PubMed 21821778
Referenced in: none
Automatically associated channels: Nav1.5
Title: Mechanisms of atrial-selective block of Na⁺ channels by ranolazine: I. Experimental analysis of the use-dependent block.
Authors: Andrew C Zygmunt, Vladislav V Nesterenko, Sridharan Rajamani, Dan Hu, Hector Barajas-Martinez, Luiz Belardinelli, Charles Antzelevitch
Journal, date & volume: Am. J. Physiol. Heart Circ. Physiol., 2011 Oct , 301, H1606-14
PubMed link: http://www.ncbi.nlm.nih.gov/pubmed/21821778
Abstract
Atrial-selective inhibition of cardiac Na(+) channel current (I(Na)) and I(Na)-dependent parameters has been shown to contribute to the safe and effective management of atrial fibrillation.
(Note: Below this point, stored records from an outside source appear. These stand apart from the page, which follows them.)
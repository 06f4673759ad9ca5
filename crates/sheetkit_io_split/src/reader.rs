//! Source-side streaming: sheet discovery and chunked row reading.
//!
//! A [`SheetSource`] is shared read-only by every worker and opens one
//! independent [`SheetReader`] per worker. Readers hand out a [`RowStream`]
//! per source sheet which pulls rows through a [`RowCursor`] one chunk per
//! call, so at most `chunk_size` rows of a sheet are resident at once.

use std::fs::File;
use std::io::BufReader;
use std::path::{Path, PathBuf};
use std::sync::Arc;

use calamine::{DataRef, Reader, Xlsx, open_workbook};

use crate::spec::{EnumCellValue, SpecSourceSheet, SplitError, TypeRow};

////////////////////////////////////////////////////////////////////////////////
// #region Contracts

/// Pull-side row source for one sheet.
pub trait RowCursor {
    /// Append up to `n_rows_max` rows to `l_rows` with one underlying read.
    ///
    /// Returns the number of appended rows; `0` means the sheet is exhausted.
    fn read_chunk(
        &mut self,
        n_rows_max: usize,
        l_rows: &mut Vec<TypeRow>,
    ) -> Result<usize, SplitError>;
}

/// Per-worker reader of one input workbook.
pub trait SheetReader {
    /// Discover the source sheets in input order, header row and row count included.
    fn list_sheets(&mut self) -> Result<Vec<SpecSourceSheet>, SplitError>;

    /// Open a chunked data-row stream for `sheet` (header row excluded).
    fn open_chunks(
        &mut self,
        sheet: &SpecSourceSheet,
        chunk_size: usize,
    ) -> Result<RowStream<'_>, SplitError>;
}

/// Shareable factory for per-worker readers.
pub trait SheetSource: Sync {
    type Reader: SheetReader;

    /// Open an independent reader over the same input.
    fn open(&self) -> Result<Self::Reader, SplitError>;
}

// #endregion
////////////////////////////////////////////////////////////////////////////////
// #region RowStream

/// Lazy, finite, non-restartable sequence of row chunks of one source sheet.
///
/// Each chunk holds at most `chunk_size` rows in source order. The stream
/// fails with [`SplitError::SourceRead`] when the sheet yields more or fewer
/// rows than discovered, and yields nothing after the first error.
pub struct RowStream<'a> {
    sheet_name: String,
    cursor: Box<dyn RowCursor + 'a>,
    chunk_size: usize,
    n_rows_expected: usize,
    n_rows_read: usize,
    if_done: bool,
}

impl<'a> RowStream<'a> {
    pub fn new(
        sheet_name: impl Into<String>,
        cursor: Box<dyn RowCursor + 'a>,
        chunk_size: usize,
        n_rows_expected: usize,
    ) -> Self {
        Self {
            sheet_name: sheet_name.into(),
            cursor,
            chunk_size: chunk_size.max(1),
            n_rows_expected,
            n_rows_read: 0,
            if_done: false,
        }
    }

    /// Rows yielded so far.
    pub fn rows_read(&self) -> usize {
        self.n_rows_read
    }

    fn fail(&mut self, message: String) -> SplitError {
        self.if_done = true;
        SplitError::SourceRead {
            sheet: self.sheet_name.clone(),
            message,
        }
    }

    fn read_next_chunk(&mut self) -> Result<Option<Vec<TypeRow>>, SplitError> {
        let n_rows_left = self.n_rows_expected - self.n_rows_read;

        if n_rows_left == 0 {
            // Read one extra row so a sheet that grew after discovery is detected.
            let mut l_rows_extra = Vec::with_capacity(1);
            if self.cursor.read_chunk(1, &mut l_rows_extra)? > 0 {
                return Err(self.fail(format!(
                    "sheet has more than the {} discovered data rows",
                    self.n_rows_expected
                )));
            }
            self.if_done = true;
            return Ok(None);
        }

        let n_rows_want = usize::min(self.chunk_size, n_rows_left);
        let mut l_rows = Vec::with_capacity(n_rows_want);
        let n_rows_got = self.cursor.read_chunk(n_rows_want, &mut l_rows)?;
        if n_rows_got == 0 {
            return Err(self.fail(format!(
                "sheet ended after {} of {} discovered data rows",
                self.n_rows_read, self.n_rows_expected
            )));
        }
        self.n_rows_read += n_rows_got;
        Ok(Some(l_rows))
    }
}

impl Iterator for RowStream<'_> {
    type Item = Result<Vec<TypeRow>, SplitError>;

    fn next(&mut self) -> Option<Self::Item> {
        if self.if_done {
            return None;
        }
        match self.read_next_chunk() {
            Ok(Some(l_rows)) => Some(Ok(l_rows)),
            Ok(None) => None,
            Err(err) => {
                self.if_done = true;
                Some(Err(err))
            }
        }
    }
}

// #endregion
////////////////////////////////////////////////////////////////////////////////
// #region CellAssembly

type TypeCell = (u32, u32, EnumCellValue);
type TypeCellPull<'a> = Box<dyn FnMut() -> Result<Option<TypeCell>, SplitError> + 'a>;

/// Put `value` at column `n_col_idx`, padding skipped columns with blanks.
fn place_cell(row: &mut TypeRow, n_col_idx: u32, value: EnumCellValue) {
    let n_col_idx = n_col_idx as usize;
    if n_col_idx < row.len() {
        row[n_col_idx] = value;
        return;
    }
    row.resize(n_col_idx, EnumCellValue::None);
    row.push(value);
}

/// Assembles row-major cells into dense rows; gaps become empty rows.
struct CellRowCursor<'a> {
    pull_cell: TypeCellPull<'a>,
    cell_pending: Option<TypeCell>,
    n_row_next: u32,
    if_exhausted: bool,
}

impl<'a> CellRowCursor<'a> {
    /// Cursor emitting rows from absolute row index `n_row_start` on.
    fn new(pull_cell: TypeCellPull<'a>, n_row_start: u32) -> Self {
        Self {
            pull_cell,
            cell_pending: None,
            n_row_next: n_row_start,
            if_exhausted: false,
        }
    }

    fn next_row(&mut self) -> Result<Option<TypeRow>, SplitError> {
        let mut row = TypeRow::new();
        let mut if_row_touched = false;

        loop {
            if self.cell_pending.is_none() && !self.if_exhausted {
                self.cell_pending = (self.pull_cell)()?;
                self.if_exhausted = self.cell_pending.is_none();
            }

            let Some((n_row_idx, _, _)) = self.cell_pending.as_ref() else {
                if !if_row_touched {
                    return Ok(None);
                }
                self.n_row_next += 1;
                return Ok(Some(row));
            };

            if *n_row_idx > self.n_row_next {
                self.n_row_next += 1;
                return Ok(Some(row));
            }

            if let Some((n_row_idx, n_col_idx, value)) = self.cell_pending.take() {
                if n_row_idx == self.n_row_next {
                    place_cell(&mut row, n_col_idx, value);
                    if_row_touched = true;
                }
            }
        }
    }
}

impl RowCursor for CellRowCursor<'_> {
    fn read_chunk(
        &mut self,
        n_rows_max: usize,
        l_rows: &mut Vec<TypeRow>,
    ) -> Result<usize, SplitError> {
        let mut n_rows_got = 0usize;
        while n_rows_got < n_rows_max {
            match self.next_row()? {
                Some(row) => {
                    l_rows.push(row);
                    n_rows_got += 1;
                }
                None => break,
            }
        }
        Ok(n_rows_got)
    }
}

// #endregion
////////////////////////////////////////////////////////////////////////////////
// #region XlsxSource

/// `.xlsx` input read through calamine's streaming cell reader.
#[derive(Debug, Clone)]
pub struct XlsxSheetSource {
    path_input: PathBuf,
}

impl XlsxSheetSource {
    pub fn new(path_input: impl Into<PathBuf>) -> Self {
        Self {
            path_input: path_input.into(),
        }
    }

    pub fn path(&self) -> &Path {
        &self.path_input
    }
}

impl SheetSource for XlsxSheetSource {
    type Reader = XlsxSheetReader;

    fn open(&self) -> Result<Self::Reader, SplitError> {
        XlsxSheetReader::open(&self.path_input)
    }
}

/// One open `.xlsx` workbook.
pub struct XlsxSheetReader {
    workbook: Xlsx<BufReader<File>>,
}

impl XlsxSheetReader {
    pub fn open(path_input: &Path) -> Result<Self, SplitError> {
        let workbook = open_workbook::<Xlsx<BufReader<File>>, _>(path_input).map_err(|err| {
            SplitError::SourceOpen {
                path: path_input.to_path_buf(),
                message: err.to_string(),
            }
        })?;
        Ok(Self { workbook })
    }

    fn open_cell_pull<'a>(&'a mut self, sheet_name: &str) -> Result<TypeCellPull<'a>, SplitError> {
        let c_sheet_name = sheet_name.to_string();
        let mut cells = self
            .workbook
            .worksheet_cells_reader(sheet_name)
            .map_err(|err| SplitError::SourceRead {
                sheet: c_sheet_name.clone(),
                message: err.to_string(),
            })?;

        Ok(Box::new(move || {
            let cell = cells.next_cell().map_err(|err| SplitError::SourceRead {
                sheet: c_sheet_name.clone(),
                message: err.to_string(),
            })?;
            Ok(cell.map(|cell| {
                let (n_row_idx, n_col_idx) = cell.get_position();
                (n_row_idx, n_col_idx, convert_cell_value(cell.get_value()))
            }))
        }))
    }

    /// Streaming count pass: header = row 0, data rows = index of last populated row.
    fn describe_sheet(
        &mut self,
        ordinal: usize,
        sheet_name: &str,
    ) -> Result<SpecSourceSheet, SplitError> {
        let mut pull_cell = self.open_cell_pull(sheet_name)?;
        let mut header = TypeRow::new();
        let mut n_row_last: Option<u32> = None;

        while let Some((n_row_idx, n_col_idx, value)) = pull_cell()? {
            if n_row_idx == 0 {
                place_cell(&mut header, n_col_idx, value);
            }
            n_row_last = Some(n_row_last.map_or(n_row_idx, |n| n.max(n_row_idx)));
        }

        Ok(SpecSourceSheet {
            ordinal,
            name: sheet_name.to_string(),
            n_rows: n_row_last.map_or(0, |n| n as usize),
            header,
        })
    }
}

impl SheetReader for XlsxSheetReader {
    fn list_sheets(&mut self) -> Result<Vec<SpecSourceSheet>, SplitError> {
        let l_sheet_names = self.workbook.sheet_names();
        let mut l_sheets = Vec::with_capacity(l_sheet_names.len());
        for (ordinal, sheet_name) in l_sheet_names.iter().enumerate() {
            l_sheets.push(self.describe_sheet(ordinal, sheet_name)?);
        }
        Ok(l_sheets)
    }

    fn open_chunks(
        &mut self,
        sheet: &SpecSourceSheet,
        chunk_size: usize,
    ) -> Result<RowStream<'_>, SplitError> {
        let pull_cell = self.open_cell_pull(&sheet.name)?;
        Ok(RowStream::new(
            sheet.name.clone(),
            Box::new(CellRowCursor::new(pull_cell, 1)),
            chunk_size,
            sheet.n_rows,
        ))
    }
}

fn convert_cell_value(value: &DataRef<'_>) -> EnumCellValue {
    match value {
        DataRef::Int(v) => EnumCellValue::Number(*v as f64),
        DataRef::Float(v) => EnumCellValue::Number(*v),
        DataRef::String(v) => EnumCellValue::String(v.clone()),
        DataRef::SharedString(v) => EnumCellValue::String((*v).to_string()),
        DataRef::Bool(v) => EnumCellValue::Bool(*v),
        DataRef::DateTime(v) => EnumCellValue::DateTime {
            serial: v.as_f64(),
            is_duration: v.is_duration(),
        },
        DataRef::DateTimeIso(v) | DataRef::DurationIso(v) => EnumCellValue::String(v.clone()),
        DataRef::Error(v) => EnumCellValue::String(v.to_string()),
        _ => EnumCellValue::None,
    }
}

// #endregion
////////////////////////////////////////////////////////////////////////////////
// #region MemorySource

/// In-memory input: named sheets whose first row is the header.
#[derive(Debug, Clone, Default)]
pub struct MemorySheetSource {
    l_sheets: Arc<Vec<(String, Vec<TypeRow>)>>,
}

impl MemorySheetSource {
    pub fn new() -> Self {
        Self::default()
    }

    /// Append one sheet; `header` becomes row 0, `rows` the data rows.
    pub fn with_sheet(mut self, name: impl Into<String>, header: TypeRow, rows: Vec<TypeRow>) -> Self {
        let mut l_rows = Vec::with_capacity(rows.len() + 1);
        l_rows.push(header);
        l_rows.extend(rows);
        Arc::make_mut(&mut self.l_sheets).push((name.into(), l_rows));
        self
    }
}

impl SheetSource for MemorySheetSource {
    type Reader = MemorySheetReader;

    fn open(&self) -> Result<Self::Reader, SplitError> {
        Ok(MemorySheetReader {
            l_sheets: Arc::clone(&self.l_sheets),
        })
    }
}

/// Reader over a [`MemorySheetSource`].
#[derive(Debug, Clone)]
pub struct MemorySheetReader {
    l_sheets: Arc<Vec<(String, Vec<TypeRow>)>>,
}

impl SheetReader for MemorySheetReader {
    fn list_sheets(&mut self) -> Result<Vec<SpecSourceSheet>, SplitError> {
        Ok(self
            .l_sheets
            .iter()
            .enumerate()
            .map(|(ordinal, (name, l_rows))| SpecSourceSheet {
                ordinal,
                name: name.clone(),
                n_rows: l_rows.len().saturating_sub(1),
                header: l_rows.first().cloned().unwrap_or_default(),
            })
            .collect())
    }

    fn open_chunks(
        &mut self,
        sheet: &SpecSourceSheet,
        chunk_size: usize,
    ) -> Result<RowStream<'_>, SplitError> {
        let l_rows = self
            .l_sheets
            .iter()
            .find(|(name, _)| *name == sheet.name)
            .map(|(_, l_rows)| l_rows.get(1..).unwrap_or_default())
            .ok_or_else(|| SplitError::SourceRead {
                sheet: sheet.name.clone(),
                message: "sheet not found".to_string(),
            })?;

        Ok(RowStream::new(
            sheet.name.clone(),
            Box::new(SliceRowCursor { l_rows, n_pos: 0 }),
            chunk_size,
            sheet.n_rows,
        ))
    }
}

/// Cursor over borrowed rows.
pub struct SliceRowCursor<'a> {
    l_rows: &'a [TypeRow],
    n_pos: usize,
}

impl<'a> SliceRowCursor<'a> {
    pub fn new(l_rows: &'a [TypeRow]) -> Self {
        Self { l_rows, n_pos: 0 }
    }
}

impl RowCursor for SliceRowCursor<'_> {
    fn read_chunk(
        &mut self,
        n_rows_max: usize,
        l_rows: &mut Vec<TypeRow>,
    ) -> Result<usize, SplitError> {
        let n_end = usize::min(self.l_rows.len(), self.n_pos + n_rows_max);
        let l_chunk = &self.l_rows[self.n_pos..n_end];
        l_rows.extend_from_slice(l_chunk);
        self.n_pos = n_end;
        Ok(l_chunk.len())
    }
}

// #endregion
////////////////////////////////////////////////////////////////////////////////
//! Progress events and their sinks.
//!
//! The split kernel never logs on its own; it hands every event to the
//! observer passed in by the caller.

use std::path::PathBuf;

use parking_lot::Mutex;

/// Progress event emitted during one split run.
#[derive(Debug, Clone, PartialEq)]
pub enum EnumSplitEvent {
    /// Source sheets discovered by the count pass.
    SheetsDiscovered { n_sheets: usize, n_rows_total: usize },
    /// Layout computed; no output written yet.
    PlanReady {
        n_files: usize,
        n_sheet_slots: usize,
        n_workers: usize,
    },
    /// A worker began streaming a source sheet.
    SheetStarted {
        worker_idx: usize,
        sheet_name: String,
        n_rows: usize,
    },
    /// One chunk routed into sheet buffers.
    ChunkRead {
        worker_idx: usize,
        sheet_name: String,
        n_rows_chunk: usize,
        n_rows_done: usize,
    },
    /// A source sheet without data rows produced no output.
    SheetSkipped { worker_idx: usize, sheet_name: String },
    /// A part file was persisted.
    FilePersisted {
        worker_idx: usize,
        n_file_idx: usize,
        path: PathBuf,
        n_sheets: usize,
    },
    WorkerFinished { worker_idx: usize, n_files: usize },
    WorkerFailed { worker_idx: usize, message: String },
    /// A worker stopped at a chunk boundary after a cancellation request.
    WorkerCancelled { worker_idx: usize },
    Finished { n_files: usize, n_errors: usize },
}

/// Event sink shared by all workers.
pub trait SplitObserver: Sync {
    fn on_event(&self, event: &EnumSplitEvent);
}

/// Forwards events to the `log` facade.
#[derive(Debug, Default, Clone, Copy)]
pub struct LogObserver;

impl SplitObserver for LogObserver {
    fn on_event(&self, event: &EnumSplitEvent) {
        match event {
            EnumSplitEvent::SheetsDiscovered {
                n_sheets,
                n_rows_total,
            } => log::info!("Discovered {n_sheets} sheet(s) with {n_rows_total} data row(s)"),
            EnumSplitEvent::PlanReady {
                n_files,
                n_sheet_slots,
                n_workers,
            } => log::info!(
                "Planned {n_files} part file(s) holding {n_sheet_slots} sheet(s) across {n_workers} worker(s)"
            ),
            EnumSplitEvent::SheetStarted {
                worker_idx,
                sheet_name,
                n_rows,
            } => log::info!("[worker {worker_idx}] Splitting sheet {sheet_name:?} ({n_rows} rows)"),
            EnumSplitEvent::ChunkRead {
                worker_idx,
                sheet_name,
                n_rows_chunk,
                n_rows_done,
            } => log::debug!(
                "[worker {worker_idx}] {sheet_name:?}: +{n_rows_chunk} rows ({n_rows_done} done)"
            ),
            EnumSplitEvent::SheetSkipped {
                worker_idx,
                sheet_name,
            } => log::info!("[worker {worker_idx}] Skipping empty sheet {sheet_name:?}"),
            EnumSplitEvent::FilePersisted {
                worker_idx,
                n_file_idx,
                path,
                n_sheets,
            } => log::info!(
                "[worker {worker_idx}] Saved part {} to {} ({n_sheets} sheet(s))",
                n_file_idx + 1,
                path.display()
            ),
            EnumSplitEvent::WorkerFinished {
                worker_idx,
                n_files,
            } => log::debug!("[worker {worker_idx}] Finished, {n_files} file(s) written"),
            EnumSplitEvent::WorkerFailed {
                worker_idx,
                message,
            } => log::error!("[worker {worker_idx}] Failed: {message}"),
            EnumSplitEvent::WorkerCancelled { worker_idx } => {
                log::warn!("[worker {worker_idx}] Cancelled")
            }
            EnumSplitEvent::Finished { n_files, n_errors } => {
                log::info!("Split finished: {n_files} file(s), {n_errors} error(s)")
            }
        }
    }
}

/// Records events for later inspection.
#[derive(Debug, Default)]
pub struct CaptureObserver {
    l_events: Mutex<Vec<EnumSplitEvent>>,
}

impl CaptureObserver {
    pub fn new() -> Self {
        Self::default()
    }

    /// Snapshot of recorded events in arrival order.
    pub fn events(&self) -> Vec<EnumSplitEvent> {
        self.l_events.lock().clone()
    }
}

impl SplitObserver for CaptureObserver {
    fn on_event(&self, event: &EnumSplitEvent) {
        self.l_events.lock().push(event.clone());
    }
}

/// Drops every event.
#[derive(Debug, Default, Clone, Copy)]
pub struct NullObserver;

impl SplitObserver for NullObserver {
    fn on_event(&self, _event: &EnumSplitEvent) {}
}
The present study examined the basis for the atrial-selective actions of ranolazine. Whole cell I(Na) was recorded at 15°C in canine atrial and ventricular myocytes and in human embryonic kidney (HEK)-293 cells expressing SCN5A. Tonic block was negligible at holding potentials from -140 to -100 mV, suggesting minimal drug interactions with the closed state. Trains of 40 pulses were elicited over a range of holding potentials to determine use-dependent block. Guarded receptor formalism was used to analyze the development of block during pulse trains. Use-dependent block by ranolazine increased at more depolarized holding potentials, consistent with an interaction of the drug with either preopen or inactivated states, but was unaffected by longer pulse durations between 5 and 200 ms, suggesting a weak interaction with the inactivated state. Block was significantly increased at shorter diastolic intervals between 20 and 200 ms. Responses in atrial and ventricular myocytes and in HEK-293 cells displayed a similar pattern. Ranolazine is an open state blocker that unbinds from closed Na(+) channels unusually fast but is trapped in the inactivated state. Kinetic rates of ranolazine interactions with different states of atrial and ventricular Na(+) channels were similar. Our data suggest that the atrial selectivity of ranolazine is due to a more negative steady-state inactivation curve, less negative resting membrane potential, and shorter diastolic intervals in atrial cells compared with ventricular cells at rapid rates.